Lighting company Vailo, whose founder and chief executive Aaron Hickmann is embroiled in an ongoing dispute with taxation authorities, had its SA and Queensland offices searched on Wednesday afternoon.
The raids come a week before the Vailo Adelaide 500 supercars race, for which the company is a chief sponsor.
It is unclear why the offices were raided, or if any items were seized, and Mr Hickmann, a father of two, did not respond to a request for comment.
In a statement on Wednesday night, his Adelaide-based lawyer Greg Griffin said: “There is a matter with the ATO, with an objection. It is not related to Vailo.

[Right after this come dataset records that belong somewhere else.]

use anyhow::{Context, Result};
use chrono::{DateTime, Utc};
use sqlx::{
    sqlite::{SqliteConnectOptions, SqlitePoolOptions, SqliteRow},
    Pool, Row, Sqlite,
};
use std::{
    fs,
    path::{Path, PathBuf},
    str::FromStr,
};

use shared::domain::{BackupEntry, BackupId, DeviceBackup};

#[derive(Clone)]
pub struct Storage {
    pool: Pool<Sqlite>,
}

#[derive(Debug, Clone, PartialEq, Eq)]
pub struct StoredBackupSummary {
    pub backup_id: BackupId,
    pub name: String,
    pub device_name: String,
    pub firmware_version: String,
    pub entry_count: u32,
    pub created_at: DateTime<Utc>,
}

#[derive(Debug, Clone, PartialEq, Eq)]
pub struct StoredBackup {
    pub backup_id: BackupId,
    pub name: String,
    pub backup: DeviceBackup,
}

impl Storage {
    pub async fn new(database_url: &str) -> Result<Self> {
        ensure_sqlite_parent_dir_exists(database_url)?;

        let connect_options = SqliteConnectOptions::from_str(database_url)?.create_if_missing(true);
        let pool = SqlitePoolOptions::new()
            .max_connections(5)
            .connect_with(connect_options)
            .await?;
        sqlx::migrate!("./migrations").run(&pool).await?;
        Ok(Self { pool })
    }

    pub fn pool(&self) -> &Pool<Sqlite> {
        &self.pool
    }

    pub async fn health_check(&self) -> Result<()> {
        let _: i64 = sqlx::query_scalar("SELECT 1")
            .fetch_one(&self.pool)
            .await
            .context("sqlite ping failed")?;
        Ok(())
    }

    /// Stores `backup` under `name`, replacing any earlier backup with that name.
    pub async fn save_backup(&self, name: &str, backup: &DeviceBackup) -> Result<BackupId> {
        let entries =
            serde_json::to_string(&backup.entries).context("failed to encode backup entries")?;
        let rec = sqlx::query(
            "INSERT INTO device_backups
                (name, device_name, firmware_version, entry_count, entries_json, created_at)
             VALUES (?, ?, ?, ?, ?, ?)
             ON CONFLICT(name) DO UPDATE SET
                device_name = excluded.device_name,
                firmware_version = excluded.firmware_version,
                entry_count = excluded.entry_count,
                entries_json = excluded.entries_json,
                created_at = excluded.created_at
             RETURNING id",
        )
        .bind(name)
        .bind(&backup.device_name)
        .bind(&backup.firmware_version)
        .bind(backup.entries.len() as i64)
        .bind(entries)
        .bind(backup.created_at)
        .fetch_one(&self.pool)
        .await
        .with_context(|| format!("failed to save backup '{name}'"))?;
        Ok(BackupId(rec.get::<i64, _>(0)))
    }

    /// Newest first.
    pub async fn list_backups(&self) -> Result<Vec<StoredBackupSummary>> {
        let rows = sqlx::query(
            "SELECT id, name, device_name, firmware_version, entry_count, created_at
             FROM device_backups
             ORDER BY created_at DESC, id DESC",
        )
        .fetch_all(&self.pool)
        .await?;

        rows.into_iter().map(|row| summary_from_row(&row)).collect()
    }

    pub async fn list_backups_for_device(
        &self,
        device_name: &str,
    ) -> Result<Vec<StoredBackupSummary>> {
        let rows = sqlx::query(
            "SELECT id, name, device_name, firmware_version, entry_count, created_at
             FROM device_backups
             WHERE device_name = ?
             ORDER BY created_at DESC, id DESC",
        )
        .bind(device_name)
        .fetch_all(&self.pool)
        .await?;

        rows.into_iter().map(|row| summary_from_row(&row)).collect()
    }

    pub async fn load_backup(&self, backup_id: BackupId) -> Result<Option<StoredBackup>> {
        let row = sqlx::query(
            "SELECT id, name, device_name, firmware_version, entries_json, created_at
             FROM device_backups WHERE id = ?",
        )
        .bind(backup_id.0)
        .fetch_optional(&self.pool)
        .await?;
        row.map(|row| backup_from_row(&row)).transpose()
    }

    pub async fn load_backup_by_name(&self, name: &str) -> Result<Option<StoredBackup>> {
        let row = sqlx::query(
            "SELECT id, name, device_name, firmware_version, entries_json, created_at
             FROM device_backups WHERE name = ?",
        )
        .bind(name)
        .fetch_optional(&self.pool)
        .await?;
        row.map(|row| backup_from_row(&row)).transpose()
    }

    /// Returns whether a backup was removed.
    pub async fn delete_backup(&self, backup_id: BackupId) -> Result<bool> {
        let deleted = sqlx::query("DELETE FROM device_backups WHERE id = ?")
            .bind(backup_id.0)
            .execute(&self.pool)
            .await?
            .rows_affected();
        Ok(deleted > 0)
    }
}

fn summary_from_row(row: &SqliteRow) -> Result<StoredBackupSummary> {
    Ok(StoredBackupSummary {
        backup_id: BackupId(row.try_get::<i64, _>("id")?),
        name: row.try_get("name")?,
        device_name: row.try_get("device_name")?,
        firmware_version: row.try_get("firmware_version")?,
        entry_count: u32::try_from(row.try_get::<i64, _>("entry_count")?)
            .context("stored entry count out of range")?,
        created_at: row.try_get::<DateTime<Utc>, _>("created_at")?,
    })
}

fn backup_from_row(row: &SqliteRow) -> Result<StoredBackup> {
    let backup_id = BackupId(row.try_get::<i64, _>("id")?);
    let entries_json: String = row.try_get("entries_json")?;
    let entries: Vec<BackupEntry> = serde_json::from_str(&entries_json)
        .with_context(|| format!("backup {backup_id} holds unreadable entries"))?;

    Ok(StoredBackup {
        backup_id,
        name: row.try_get("name")?,
        backup: DeviceBackup {
            device_name: row.try_get("device_name")?,
            firmware_version: row.try_get("firmware_version")?,
            created_at: row.try_get::<DateTime<Utc>, _>("created_at")?,
            entries,
        },
    })
}

fn ensure_sqlite_parent_dir_exists(database_url: &str) -> Result<()> {
    let Some(path) = sqlite_path(database_url) else {
        return Ok(());
    };

    let Some(parent) = path.parent() else {
        return Ok(());
    };

    fs::create_dir_all(parent).with_context(|| {
        format!(
            "failed to create parent directory '{}' for database url '{database_url}'",
            parent.display()
        )
    })?;

    Ok(())
}

fn sqlite_path(database_url: &str) -> Option<PathBuf> {
    if database_url == "sqlite::memory:" || !database_url.starts_with("sqlite:") {
        return None;
    }

    let path = database_url
        .trim_start_matches("sqlite://")
        .trim_start_matches("sqlite:")
        .split('?')
        .next()
        .unwrap_or_default();

    if path.is_empty() {
        return None;
    }

    Some(Path::new(path).to_path_buf())
}

#[cfg(test)]
#[path = "tests/lib_tests.rs"]
mod tests;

Aaron Hickmann has been compliant.”
He declined to comment further or provide any additional details.
The Advertiser revealed in June that Mr Hickmann was being investigated for a potential company director ban over his role in a failed medicinal cannabis venture.
In June, the state government slapped a legal caveat restriction on two of Mr Hickmann’s properties, including a luxury $4.6m home at Glenelg South and a $345,000 Holdfast Bay boat marina berth.

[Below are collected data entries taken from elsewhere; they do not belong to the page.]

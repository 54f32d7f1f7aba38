use super::*;

use std::sync::Arc;

use definitions::BlockRegistry;
use shared::{
    domain::{Block, FieldAddress, FieldValue},
    error::DeviceStatus,
};

use crate::transport::{DeviceTransport, SimulatedDevice, SysExTransport, TransportError};

const COUNTS: [u16; 5] = [2, 1, 1, 2, 1];

async fn seeded_context(name: &str) -> (SimulatedDevice, DeviceContext) {
    let device = SimulatedDevice::new(name, [1, 2, 3], COUNTS.to_vec());
    device.seed(&BlockRegistry::builtin()).await;
    let transport: Arc<dyn DeviceTransport> = Arc::new(SysExTransport::new(device.clone()));
    let context = DeviceContext::new(BlockRegistry::builtin(), transport).expect("context");
    context.connect().await.expect("connect");
    (device, context)
}

#[tokio::test]
async fn backups_hold_only_visible_fields() {
    let (device, context) = seeded_context("Deck 32").await;
    // The only touchscreen icon switches screens; the touchscreen itself stays disabled.
    device
        .set_register(FieldAddress::new(Block::Touchscreen, 7, 0), 1)
        .await;

    let backup = capture_backup(&context).await.expect("backup");

    assert_eq!(backup.device_name, "Deck 32");
    assert_eq!(backup.firmware_version, "1.2.3");
    let touchscreen_keys = backup
        .entries_for(Block::Touchscreen)
        .map(|entry| entry.key.as_str())
        .collect::<Vec<_>>();
    assert!(touchscreen_keys.contains(&"enableTouchscreen"));
    assert!(!touchscreen_keys.contains(&"touchscreenManufacturer"));
    assert!(!touchscreen_keys.contains(&"touchscreenBrightness"));
    assert!(touchscreen_keys.contains(&"screenToSwitchTo"));

    let button_instances = backup
        .entries_for(Block::Button)
        .filter(|entry| entry.key == "midiId")
        .count();
    assert_eq!(button_instances, 2);
}

#[tokio::test]
async fn restore_writes_every_entry_to_the_new_device() {
    let (source, source_context) = seeded_context("Deck 32").await;
    let midi_id = FieldAddress::new(Block::Button, 2, 1);
    source.set_register(midi_id, 64).await;
    let backup = capture_backup(&source_context).await.expect("backup");

    let (target, target_context) = seeded_context("Deck 32").await;
    let written = restore_backup(&target_context, &backup)
        .await
        .expect("restore");

    assert_eq!(written, backup.entries.len());
    assert_eq!(target.writes().await.len(), backup.entries.len());
    assert_eq!(target.register(midi_id).await, Some(64));
}

#[tokio::test]
async fn restore_stops_at_first_failure() {
    let (_source, source_context) = seeded_context("Deck 32").await;
    let backup = capture_backup(&source_context).await.expect("backup");
    let failing = backup.entries[1].address;

    let (target, target_context) = seeded_context("Deck 32").await;
    target.fail_on(failing, DeviceStatus::Write).await;

    let err = restore_backup(&target_context, &backup)
        .await
        .expect_err("write fails");

    assert!(matches!(
        err,
        FormError::Transport {
            address,
            source: TransportError::Device(DeviceStatus::Write),
        } if address == failing
    ));
    assert_eq!(target.writes().await.len(), 1);
}

#[tokio::test]
async fn restore_rejects_values_the_definition_forbids() {
    let (_source, source_context) = seeded_context("Deck 32").await;
    let mut backup = capture_backup(&source_context).await.expect("backup");
    let entry = backup.entries.last_mut().expect("entries");
    entry.value = FieldValue::MAX;

    let (target, target_context) = seeded_context("Deck 32").await;
    let err = restore_backup(&target_context, &backup)
        .await
        .expect_err("invalid value");

    assert!(matches!(err, FormError::Value(_)));
    assert!(target.writes().await.is_empty());
}

#[tokio::test]
async fn restore_rejects_entries_pointing_at_another_register() {
    let (_source, source_context) = seeded_context("Deck 32").await;
    let mut backup = capture_backup(&source_context).await.expect("backup");
    let note_off = BlockRegistry::builtin()
        .get(Block::Global)
        .and_then(|definition| {
            definition
                .fields
                .iter()
                .find(|field| field.key == "standardNoteOff")
                .map(|field| field.address(0))
        })
        .expect("note off toggle");
    let entry = backup
        .entries
        .iter_mut()
        .find(|entry| entry.block == Block::Led && entry.key == "midiChannel")
        .expect("channel entry");
    entry.address = note_off;
    entry.value = 16;

    let (target, target_context) = seeded_context("Deck 32").await;
    let before = target.register(note_off).await;
    let err = restore_backup(&target_context, &backup)
        .await
        .expect_err("misplaced entry");

    assert!(matches!(
        err,
        FormError::MisplacedEntry { address, .. } if address == note_off
    ));
    assert!(target.writes().await.is_empty());
    assert_eq!(target.register(note_off).await, before);
}

#[tokio::test]
async fn restore_rejects_instances_the_device_does_not_have() {
    let (_source, source_context) = seeded_context("Deck 32").await;
    let mut backup = capture_backup(&source_context).await.expect("backup");
    let entry = backup
        .entries
        .iter_mut()
        .find(|entry| entry.block == Block::Button && entry.key == "midiId")
        .expect("button entry");
    entry.address.index = 9;

    let (target, target_context) = seeded_context("Deck 32").await;
    let err = restore_backup(&target_context, &backup)
        .await
        .expect_err("instance out of range");

    assert!(matches!(
        err,
        FormError::InstanceOutOfRange { block: Block::Button, index: 9, .. }
    ));
    assert!(target.writes().await.is_empty());
}
use std::{
    fs,
    path::{Path, PathBuf},
};

use anyhow::Context;
use serde::Deserialize;

pub const DEFAULT_CONFIG_FILE: &str = "deckconf.toml";

#[derive(Debug, Clone, PartialEq, Eq)]
pub struct Settings {
    pub database_url: String,
    pub device_name: String,
    /// Layout of the simulated device, in component-count reply order.
    pub component_counts: Vec<u16>,
    pub request_timeout_ms: u64,
    pub log_filter: String,
}

impl Default for Settings {
    fn default() -> Self {
        Self {
            database_url: "sqlite://./data/deckconf.db".into(),
            device_name: "Deck 32".into(),
            component_counts: vec![32, 8, 8, 32, 4],
            request_timeout_ms: 1500,
            log_filter: "info".into(),
        }
    }
}

#[derive(Debug, Default, Deserialize)]
struct FileSettings {
    database_url: Option<String>,
    device_name: Option<String>,
    component_counts: Option<Vec<u16>>,
    request_timeout_ms: Option<u64>,
    log_filter: Option<String>,
}

/// Defaults, then the config file if it parses, then environment overrides.
pub fn load_settings(config_path: &Path) -> Settings {
    let file = fs::read_to_string(config_path).ok();
    load_settings_from(file.as_deref(), |key| std::env::var(key).ok())
}

pub(crate) fn load_settings_from(
    file: Option<&str>,
    env: impl Fn(&str) -> Option<String>,
) -> Settings {
    let mut settings = Settings::default();

    if let Some(file_cfg) = file.and_then(|raw| toml::from_str::<FileSettings>(raw).ok()) {
        if let Some(v) = file_cfg.database_url {
            settings.database_url = v;
        }
        if let Some(v) = file_cfg.device_name {
            settings.device_name = v;
        }
        if let Some(v) = file_cfg.component_counts {
            settings.component_counts = v;
        }
        if let Some(v) = file_cfg.request_timeout_ms {
            settings.request_timeout_ms = v;
        }
        if let Some(v) = file_cfg.log_filter {
            settings.log_filter = v;
        }
    }

    let lookup = |name: &str| env(&format!("DECKCONF_{name}")).or_else(|| env(&format!("APP__{name}")));

    if let Some(v) = lookup("DATABASE_URL") {
        settings.database_url = v;
    }
    if let Some(v) = lookup("DEVICE_NAME") {
        settings.device_name = v;
    }
    if let Some(v) = lookup("COMPONENT_COUNTS") {
        let parsed = v
            .split(',')
            .map(|count| count.trim().parse::<u16>())
            .collect::<Result<Vec<_>, _>>();
        if let Ok(counts) = parsed {
            settings.component_counts = counts;
        }
    }
    if let Some(v) = lookup("REQUEST_TIMEOUT_MS") {
        if let Ok(parsed) = v.parse::<u64>() {
            settings.request_timeout_ms = parsed;
        }
    }
    if let Some(v) = lookup("LOG") {
        settings.log_filter = v;
    }

    settings
}

pub fn prepare_database_url(raw_database_url: &str) -> anyhow::Result<String> {
    let database_url = normalize_database_url(raw_database_url);
    ensure_parent_dir_exists(&database_url)?;
    Ok(database_url)
}

pub(crate) fn normalize_database_url(raw_database_url: &str) -> String {
    let raw_database_url = raw_database_url.trim();

    if raw_database_url.is_empty() {
        return Settings::default().database_url;
    }

    if raw_database_url.starts_with("sqlite::memory:")
        || raw_database_url.starts_with("sqlite://")
        || raw_database_url.contains("://")
    {
        return raw_database_url.to_string();
    }

    if let Some(path) = raw_database_url.strip_prefix("sqlite:") {
        let path = path.replace('\\', "/");
        return format!("sqlite://{path}");
    }

    format!("sqlite://{}", raw_database_url.replace('\\', "/"))
}

fn ensure_parent_dir_exists(database_url: &str) -> anyhow::Result<()> {
    let Some(path) = sqlite_path(database_url) else {
        return Ok(());
    };

    let Some(parent) = path.parent() else {
        return Ok(());
    };

    fs::create_dir_all(parent).with_context(|| {
        format!(
            "failed to create parent directory '{}' for database url '{database_url}'",
            parent.display()
        )
    })?;

    Ok(())
}

fn sqlite_path(database_url: &str) -> Option<PathBuf> {
    if database_url == "sqlite::memory:" || !database_url.starts_with("sqlite:") {
        return None;
    }

    let path = database_url
        .trim_start_matches("sqlite://")
        .trim_start_matches("sqlite:")
        .split('?')
        .next()
        .unwrap_or_default();

    if path.is_empty() {
        return None;
    }

    Some(Path::new(path).to_path_buf())
}

#[cfg(test)]
#[path = "tests/config_tests.rs"]
mod tests;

Mr Hickmann, 35, who left SA this year and purchased a $12m mansion in Queensland, said he will repay the undisclosed unpaid land tax amount once the sale of the Glenelg South property was settled.
However, he faces potentially losing control of his high-profile brand, which he founded a decade ago, over the collapse of BBS Pharmaceuticals, a medicinal cannabis company on which he was a majority shareholder. He denies Vailo is at risk.

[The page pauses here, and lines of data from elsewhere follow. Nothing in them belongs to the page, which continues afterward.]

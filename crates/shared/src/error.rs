use serde::{Deserialize, Serialize};
use thiserror::Error;

#[derive(Debug, Clone, Copy, PartialEq, Eq, Serialize, Deserialize)]
#[serde(rename_all = "snake_case")]
pub enum ErrorCode {
    Configuration,
    Validation,
    Transport,
    Device,
    Internal,
}

/// Serialisable error shape handed to whatever presents failures to the user.
#[derive(Debug, Clone, PartialEq, Eq, Serialize, Deserialize)]
pub struct ErrorReport {
    pub code: ErrorCode,
    pub message: String,
}

impl ErrorReport {
    pub fn new(code: ErrorCode, message: impl Into<String>) -> Self {
        Self {
            code,
            message: message.into(),
        }
    }
}

/// Failure statuses a device reports in the status byte of a SysEx response.
#[derive(Debug, Clone, Copy, PartialEq, Eq, Serialize, Deserialize, Error)]
#[serde(rename_all = "snake_case")]
pub enum DeviceStatus {
    #[error("device rejected the request status")]
    Status,
    #[error("device requires a handshake first")]
    Handshake,
    #[error("device rejected the request wish")]
    Wish,
    #[error("device rejected the request amount")]
    Amount,
    #[error("device does not know the requested block")]
    Block,
    #[error("device does not know the requested section")]
    Section,
    #[error("device rejected the message part")]
    Part,
    #[error("device does not know the requested index")]
    Index,
    #[error("device rejected the new value")]
    NewValue,
    #[error("device rejected the message length")]
    MessageLength,
    #[error("device failed to store the value")]
    Write,
    #[error("device does not support the request")]
    NotSupported,
    #[error("device failed to read the value")]
    Read,
}

impl DeviceStatus {
    pub fn code(self) -> u8 {
        match self {
            DeviceStatus::Status => 0x02,
            DeviceStatus::Handshake => 0x03,
            DeviceStatus::Wish => 0x04,
            DeviceStatus::Amount => 0x05,
            DeviceStatus::Block => 0x06,
            DeviceStatus::Section => 0x07,
            DeviceStatus::Part => 0x08,
            DeviceStatus::Index => 0x09,
            DeviceStatus::NewValue => 0x0A,
            DeviceStatus::MessageLength => 0x0B,
            DeviceStatus::Write => 0x0C,
            DeviceStatus::NotSupported => 0x0D,
            DeviceStatus::Read => 0x0E,
        }
    }

    pub fn from_code(code: u8) -> Option<Self> {
        Some(match code {
            0x02 => DeviceStatus::Status,
            0x03 => DeviceStatus::Handshake,
            0x04 => DeviceStatus::Wish,
            0x05 => DeviceStatus::Amount,
            0x06 => DeviceStatus::Block,
            0x07 => DeviceStatus::Section,
            0x08 => DeviceStatus::Part,
            0x09 => DeviceStatus::Index,
            0x0A => DeviceStatus::NewValue,
            0x0B => DeviceStatus::MessageLength,
            0x0C => DeviceStatus::Write,
            0x0D => DeviceStatus::NotSupported,
            0x0E => DeviceStatus::Read,
            _ => return None,
        })
    }
}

BBS, which was also the subject of District Court civil legal action, was licensed to produce legal cannabis products from its Murraylands growing facility near Tailem Bend, 100km south-east of Adelaide.
In March 2022, he promised to inject almost $85m for construction, technology and manufacturing infrastructure.
But a corporate investigation carried out mid-last year found Mr Hickmann’s vows to save the project never eventuated and the business plunged into administration in January last year – three months after he resigned as a director.
Mr Hickmann, who sponsors several major sport teams and events including the Adelaide 500 Supercars race, quit as a BBS director after just seven months according to records.
Mr Hickmann has previously denied wrongdoing, rejected claims any of his businesses are at risk or that he faced losing control of Vailo.
He sold another mansion on Whistler Ave in the exclusive Unley Park earlier this year for more than $1.2m in profit, having owned it for just over two years.